Walther Flemming (born April 21, 1843 in Sachsenberg near Schwerin , † August 4, 1905 in Kiel ) was a German anatomist and cell biologist. He is considered the founder of cytogenetics . He coined the terms chromatin and mitosis in 1879 .
Life
Walther Flemming was born on the Sachsenberg , a sanatorium that was not yet part of the city of Schwerin , as the fifth child of the psychiatrist Carl Friedrich Flemming (1799-1880) and his second wife Auguste Winter.

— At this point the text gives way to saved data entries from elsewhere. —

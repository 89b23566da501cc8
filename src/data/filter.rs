use std::io::{BufRead, Write};

use log::{debug, warn};

use super::lines::RawLines;
use super::model::{FilterStats, IdSet, ResultRow};
use crate::error::{FilterError, Result};

// ---------------------------------------------------------------------------
// Row filter: keep result rows whose instance and setting are both known
// ---------------------------------------------------------------------------

/// Copy rows of `source` into `sink` when field 0 is in `instances` and
/// field 1 is in `params`.
///
/// * `header`, when given, is written first followed by `\n`, whether or
///   not any row matches.
/// * Rows end at `\n`, `\r\n` or a lone `\r`. Kept rows are written
///   exactly as read, terminator included, in input order.
/// * Rows that fail either test are dropped silently. The instance is
///   tested first; a row with a known instance but no second field is
///   [`FilterError::MalformedRow`].
///
/// The sink is flushed before returning.
pub fn filter_rows<R, W>(
    instances: &IdSet,
    params: &IdSet,
    source: R,
    mut sink: W,
    header: Option<&str>,
) -> Result<FilterStats>
where
    R: BufRead,
    W: Write,
{
    if instances.is_empty() || params.is_empty() {
        warn!(
            "{} set is empty; no result row can be kept",
            if instances.is_empty() { "instance" } else { "parameter" }
        );
    }

    if let Some(header) = header {
        sink.write_all(header.as_bytes())?;
        sink.write_all(b"\n")?;
    }

    let mut stats = FilterStats::default();
    let mut lines = RawLines::new(source);
    while let Some(line) = lines.next_line()? {
        stats.rows_read += 1;

        let row = ResultRow::parse(line);
        if !instances.contains(row.instance) {
            stats.unknown_instance += 1;
            continue;
        }
        let Some(setting) = row.setting else {
            return Err(FilterError::MalformedRow {
                line: stats.rows_read,
                content: row.raw.trim_end().to_string(),
            });
        };
        if !params.contains(setting) {
            stats.unknown_param += 1;
            continue;
        }

        sink.write_all(row.raw.as_bytes())?;
        stats.rows_kept += 1;
    }
    sink.flush()?;

    debug!("filtered: {stats}");
    Ok(stats)
}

He attended the Gymnasium Fridericianum Schwerin (at that time the residence of the Grand Dukes of Mecklenburg-Schwerin ), where he passed the Abitur at Easter 1862. At high school he made the acquaintance of Heinrich Seidel , with whom he had a lifelong friendship. Flemming studied medicine in Göttingen , Tübingen , Berlin and at the University of Rostock , where he passed the state examination in 1868. In Tübingen he became a member of the Germania Tübingen fraternity . In the Franco-Prussian War of 1870/71 he served as a military doctor. From 1873 to 1876 he worked as a lecturer at the (then still German-speaking) Karl Ferdinand University in Prague. After an unsuccessful application for a chair at the University of Königsberg , he was appointed to a professorship for anatomy at the University of Kiel in 1876, where he worked as director of the anatomical institute there until his death. In 1879 he was elected a member of the Leopoldina . At Kiel University, Flemming, who was described by his contemporaries as a conflict-averse and peace-loving personality and who was popular with his students due to his mildness and benevolence, had to fight a number of fights with the university administration due to the inadequate financial and staffing of the anatomical institute, which was on the duration undermined his health. He developed an unspecified neurological disease that eventually forced him to give up office prematurely. He died in Kiel at the age of 62.
plant
Flemming was one of the pioneers in microscopic cytology . Using the newly available, industrially produced aniline dyes , he found a cell structure that could be stained with basophilic dyes and which he therefore named chromatin (from ancient Greek χρῶμα, chroma = color). He discovered that chromatin was associated with thread-like structures, the chromosomes (ie "color bodies") (this name was coined in 1888 by Heinrich Wilhelm Waldeyer ). At around the same time and independently of Flemming, the Belgian scientist Édouard van Beneden made similar observations. Flemming investigated the process of cell division and division of chromatin, for which he coined the term mitosis . He published his results in 1882 in the groundbreaking work Cell Substance, Nucleus and Cell Healing . On the basis of his discoveries, Flemming formulated the principle omnis nucleus e nucleo (German: Every cell nucleus arises from a cell nucleus), in analogy to Virchow's omnis cellula e cellula (German: Every cell arises from a cell).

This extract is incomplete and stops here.